Naomi Foyle, Seoul Survivers (2013). This is a novel with considerably more verve to it than Gems: a snappy near-future thriller about impending world's-end and sinister fertility-plan shenanigans. Positively Scarface-levels of f-word usage and lots of explicitly rendered sexual intercourse, up to and including lovingly described necrophilia (lovingly may not be le mot juste in this context, actually); but Foyle never loses control of her melodramatic plot, and manages to keep the Gibsoniana in check throughout. The characters, whilst not always rising to an actual third dimension, are clearly and effectively drawn. The horrible Johnny Sandman, flash but psychotic ex-pimp and bully, keeps the narrative galloping-on as main antagonist; at least until Korean-American scientist Dr Kim Da Mi’s scheme (‘I’m not an evil scientist!’ she says at one point, which is never a good sign) reveals itself in all its glory. We also get to know nice-but-dim Canadian ex-hooker Sydney; plus North Korean famine refugee Lee Mee Hee and English feckless drug-smuggling Hugh-Grantalike Damien Meadows (the least convincingly-drawn character, I thought) all going through the thriller motions. The South Korean milieu seemed well evoked to me—but I’ve never been to South Korea—and I read the whole thing rapidly and with enjoyment. Mind you, the pun in the title is a pretty crunching one. Anybody who knows me will tell you how much I hate puns.

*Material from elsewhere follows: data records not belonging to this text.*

//! Change dispatcher
//!
//! Consumes the change source's event stream on its own task, records each
//! change in the registry and re-applies the desired servers to the one
//! interface that changed.
//!
//! ## Event Flow
//!
//! 1. Change event arrives for interface `i`
//! 2. Build a successor snapshot (or capture a new one) and upsert it
//! 3. If `i` already reports the desired servers, skip (echo of our own write)
//! 4. Otherwise apply the desired servers to `i` only

use std::sync::Arc;

use tokio::sync::oneshot;
use tokio::task::JoinHandle;
use tokio_stream::StreamExt;
use tracing::{debug, error, info, warn};

use super::EngineEvent;
use super::enforce::EnforcementController;
use super::sweep::SweepContext;
use crate::snapshot::Snapshot;
use crate::traits::{ChangeEvent, ChangeStream, InterfaceFilter};

pub(crate) struct Dispatcher {
    ctx: Arc<SweepContext>,
    enforcement: Arc<EnforcementController>,
    filter: InterfaceFilter,
    suppress_echo: bool,
}

impl Dispatcher {
    pub(crate) fn new(
        ctx: Arc<SweepContext>,
        enforcement: Arc<EnforcementController>,
        filter: InterfaceFilter,
        suppress_echo: bool,
    ) -> Self {
        Self {
            ctx,
            enforcement,
            filter,
            suppress_echo,
        }
    }

    /// Start consuming `changes` on a new task
    pub(crate) fn spawn(self, changes: ChangeStream) -> Monitor {
        let (shutdown_tx, shutdown_rx) = oneshot::channel();
        let handle = tokio::spawn(self.run(changes, shutdown_rx));

        Monitor {
            shutdown_tx: Some(shutdown_tx),
            handle: Some(handle),
        }
    }

    async fn run(self, mut changes: ChangeStream, mut shutdown_rx: oneshot::Receiver<()>) {
        loop {
            tokio::select! {
                biased;

                _ = &mut shutdown_rx => {
                    debug!("Dispatcher received disarm signal");
                    break;
                }

                next = changes.next() => match next {
                    Some(event) => self.handle(event).await,
                    None => {
                        warn!(
                            "Change stream from {} ended, interface changes are no longer observed",
                            self.ctx.source.source_name()
                        );
                        break;
                    }
                },
            }
        }

        // Dropping the stream unsubscribes from the source
        drop(changes);
    }

    async fn handle(&self, event: ChangeEvent) {
        let record = event.record;
        let index = record.interface_index;

        if !self.filter.matches(&record) {
            debug!("Ignoring change on filtered interface {} ({})", index, record.setting_id);
            return;
        }

        let captured = {
            let mut guard = self.ctx.registry.lock().await;

            let next = match guard.get(index) {
                Some(previous) => previous.succeed(&record).map(|s| (s, false)),
                None => Snapshot::capture(&record).map(|s| (s, true)),
            };

            match next {
                Ok((snapshot, is_new)) => {
                    let originals = snapshot.original_dns_servers().to_vec();
                    guard.upsert(snapshot);
                    is_new.then_some(originals)
                }
                Err(e) => {
                    warn!("Dropping change event for interface {}: {}", index, e);
                    return;
                }
            }
        };

        if let Some(original_dns_servers) = captured {
            info!(
                "Tracking new interface {} ({}), original DNS servers {:?}",
                index, record.setting_id, original_dns_servers
            );
            self.ctx.events.emit(EngineEvent::InterfaceCaptured {
                interface_index: index,
                original_dns_servers,
            });
        }

        if self.suppress_echo && record.dns_servers.as_slice() == self.enforcement.desired() {
            debug!("Interface {} already reports the desired servers", index);
            self.ctx.events.emit(EngineEvent::EnforceSkipped {
                interface_index: index,
            });
            return;
        }

        let report = self.enforcement.apply_one(index).await;
        debug!("Re-applied DNS servers to interface {}: {:?}", index, report);
    }
}

/// Handle to a running dispatcher
///
/// Dropping a monitor without disarming it aborts the dispatcher task.
pub(crate) struct Monitor {
    shutdown_tx: Option<oneshot::Sender<()>>,
    handle: Option<JoinHandle<()>>,
}

impl Monitor {
    /// Stop the dispatcher and wait until it has exited
    ///
    /// An event already being handled runs to completion first. Once this
    /// returns, no further change is dispatched and the source stream has
    /// been dropped.
    pub(crate) async fn disarm(mut self) {
        if let Some(tx) = self.shutdown_tx.take() {
            // Err means the dispatcher already exited
            let _ = tx.send(());
        }

        if let Some(handle) = self.handle.take() {
            if let Err(e) = handle.await {
                error!("Dispatcher task failed: {}", e);
            }
        }
    }
}

impl Drop for Monitor {
    fn drop(&mut self) {
        if let Some(handle) = self.handle.take() {
            handle.abort();
        }
    }
}
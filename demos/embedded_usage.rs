//! Minimal embedding example for dnsguard-core
//!
//! This example drives the engine against a simulated host. The enforcer
//! lifecycle (start, monitor, stop) is fully managed by the application.

use dnsguard_core::engine::InterfaceFailure;
use dnsguard_core::traits::{ConfigurationRecord, DnsConfigurator};
use dnsguard_core::{DnsEnforcer, EngineConfig, InterfaceFilter, MemoryHost, Result};
use std::sync::Arc;
use std::sync::atomic::{AtomicUsize, Ordering};
use std::time::Duration;
use tracing::info;

/// Custom configurator that prints every write before delegating to the host
struct PrintingConfigurator {
    host: MemoryHost,
    writes: AtomicUsize,
}

impl PrintingConfigurator {
    fn new(host: MemoryHost) -> Self {
        Self {
            host,
            writes: AtomicUsize::new(0),
        }
    }

    fn write_count(&self) -> usize {
        self.writes.load(Ordering::SeqCst)
    }
}

#[async_trait::async_trait]
impl DnsConfigurator for PrintingConfigurator {
    async fn set_dns_servers(
        &self,
        target: &ConfigurationRecord,
        servers: &[String],
    ) -> Result<()> {
        self.writes.fetch_add(1, Ordering::SeqCst);
        if servers.is_empty() {
            println!("[Embedded] {} -> automatic", target.setting_id);
        } else {
            println!("[Embedded] {} -> {}", target.setting_id, servers.join(", "));
        }
        self.host.set_dns_servers(target, servers).await
    }

    fn configurator_name(&self) -> &'static str {
        "printing"
    }
}

fn servers(list: &[&str]) -> Vec<String> {
    list.iter().map(|s| s.to_string()).collect()
}

#[tokio::main]
async fn main() -> Result<()> {
    tracing_subscriber::fmt().with_max_level(tracing::Level::INFO).init();

    println!("=== Embedded dnsguard-core Example ===\n");

    // Simulated machine: two active adapters and one that is down
    let host = MemoryHost::new();
    host.add_interface(ConfigurationRecord::new(1, "eth0", servers(&["192.168.1.1"])));
    host.add_interface(ConfigurationRecord::new(2, "wlan0", servers(&["10.0.0.1"])));
    host.add_interface(
        ConfigurationRecord::new(3, "eth1", Vec::new()).with_ip_enabled(false),
    );

    let configurator = Arc::new(PrintingConfigurator::new(host.clone()));

    println!("1. Creating enforcer...");
    let (mut enforcer, mut event_rx) = DnsEnforcer::new(
        Arc::new(host.clone()),
        configurator.clone(),
        EngineConfig {
            event_channel_capacity: 100, // Small buffer for example
            ..EngineConfig::default()
        },
        InterfaceFilter::default(),
    )?;

    // Spawn event listener (optional)
    let event_listener = tokio::spawn(async move {
        while let Some(event) = event_rx.recv().await {
            println!("[Event] {:?}", event);
        }
        println!("Event listener stopped");
    });

    let failures = Arc::new(AtomicUsize::new(0));
    let sink = {
        let failures = Arc::clone(&failures);
        Arc::new(move |failure: &InterfaceFailure| {
            failures.fetch_add(1, Ordering::SeqCst);
            println!("[Sink] {}", failure);
        })
    };

    println!("2. Starting enforcement...");
    let report = enforcer
        .start(servers(&["9.9.9.9", "149.112.112.112"]), sink)
        .await?;
    info!("Initial sweep: {:?}", report);

    println!("\n3. Another program rewrites eth0's DNS servers...");
    host.set_external(1, servers(&["203.0.113.53"]));
    tokio::time::sleep(Duration::from_millis(100)).await;
    println!("   eth0 now reports {:?}", host.dns_servers(1).unwrap_or_default());

    println!("\n4. A USB adapter is plugged in...");
    host.plug(ConfigurationRecord::new(4, "usb0", servers(&["192.0.2.1"])));
    tokio::time::sleep(Duration::from_millis(100)).await;

    for snapshot in enforcer.tracked_interfaces().await {
        println!(
            "   tracking {} (index {}), will restore {:?}",
            snapshot.setting_id(),
            snapshot.interface_index(),
            snapshot.original_dns_servers()
        );
    }

    println!("\n5. Stopping enforcement...");
    let report = enforcer.stop().await?;
    info!("Reversion sweep: {:?}", report);

    // Dropping the enforcer closes the event channel
    drop(enforcer);
    let _ = tokio::time::timeout(Duration::from_millis(100), event_listener).await;

    println!("\n=== Embedding Successful ===");
    println!("Writes issued: {}", configurator.write_count());
    println!("Failures reported: {}", failures.load(Ordering::SeqCst));
    for index in [1, 2, 3, 4] {
        println!(
            "interface {} restored to {:?}",
            index,
            host.dns_servers(index).unwrap_or_default()
        );
    }

    Ok(())
}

Robin Hobb, Blood of Dragons (2013). I read the Farseer trilogy at some period in the backward and abysm of time (the 1990s, I think); although I’ve not managed to find time for any of the ninety or so intervening novels before this one. But I picked it up anyway, curious to see what has happened in the realm of the liveshippers. Blood of Dragons tells a 200-page story in 550 pages, as is for some reason de rigueur in the mode of the heroic fantastic (though why this should be de rigueur escapes me)—in this case a story is about a Philoctetes-like wounded dragon, who is feeding on the blood of a human poet to stay alive, whilst anti-dragon sentiment afflicts Hobb’s Fantasy realm. Dragons have made some humans into pets—‘of old,’ says one dragon, ‘we changed some of your deliberately, to better fit you to be companions and servants to our kind. You lived such a short time it was nearly impossible for us to achieve full communion with a human before it died’ [215]. They’re one part Smaug, two parts Twilight-ish vampire, and seven parts Big House Cat. There are some enjoyable moments, but Hobb loves her dragons too much, and knows her readers will too. The more she tries to reinforce the sense of draconic otherness the less eldritch and estranged the dragons become. By the end, the book had leached all the majesty and eeriness from the kind. The dragons say things like ‘hark!’, do not or cannot use contractions like ‘don’t’ and ‘can’t’, and make Northern Brass Band noises (‘in another part of the city, a wild trumpeting of dragons suddenly arose’, 297). They have names like IceFyre—ouch, that ‘y’!—and Tintaglia and Kalo. The humans say things like ‘she is like the fire inside a blue opel! Like glittering blue steel she is!’ [510]; but they also drink coffee and have curtains on their windows and say things like ‘good plan!’ and ‘don’t—just don’t—’ and chat-on after this manner: ‘this probably won’t make sense to you. It doesn’t make sense to me and so I can’t explain it to you. I love Rapskal, just as I love you. But it wasn’t about what I felt for Rapskal that night. I didn’t stop and think “would I rather be doing this with Tats?” It was all about how I felt about me etc etc’ [49] which lacks the authentic Chaucerian twang, I felt. Overall: better than Anne McCaffrey. That’s faint praise, though, isn’t it?


Iain Banks, The Quarry (2013). This of course is, in a grievously literal sense, ultimate Banks. It is readable, as Banks always is; but it isn’t a very good novel overall. Since the interdiction on speaking ill of the dead extends also to their books, I’ll leave this review at that.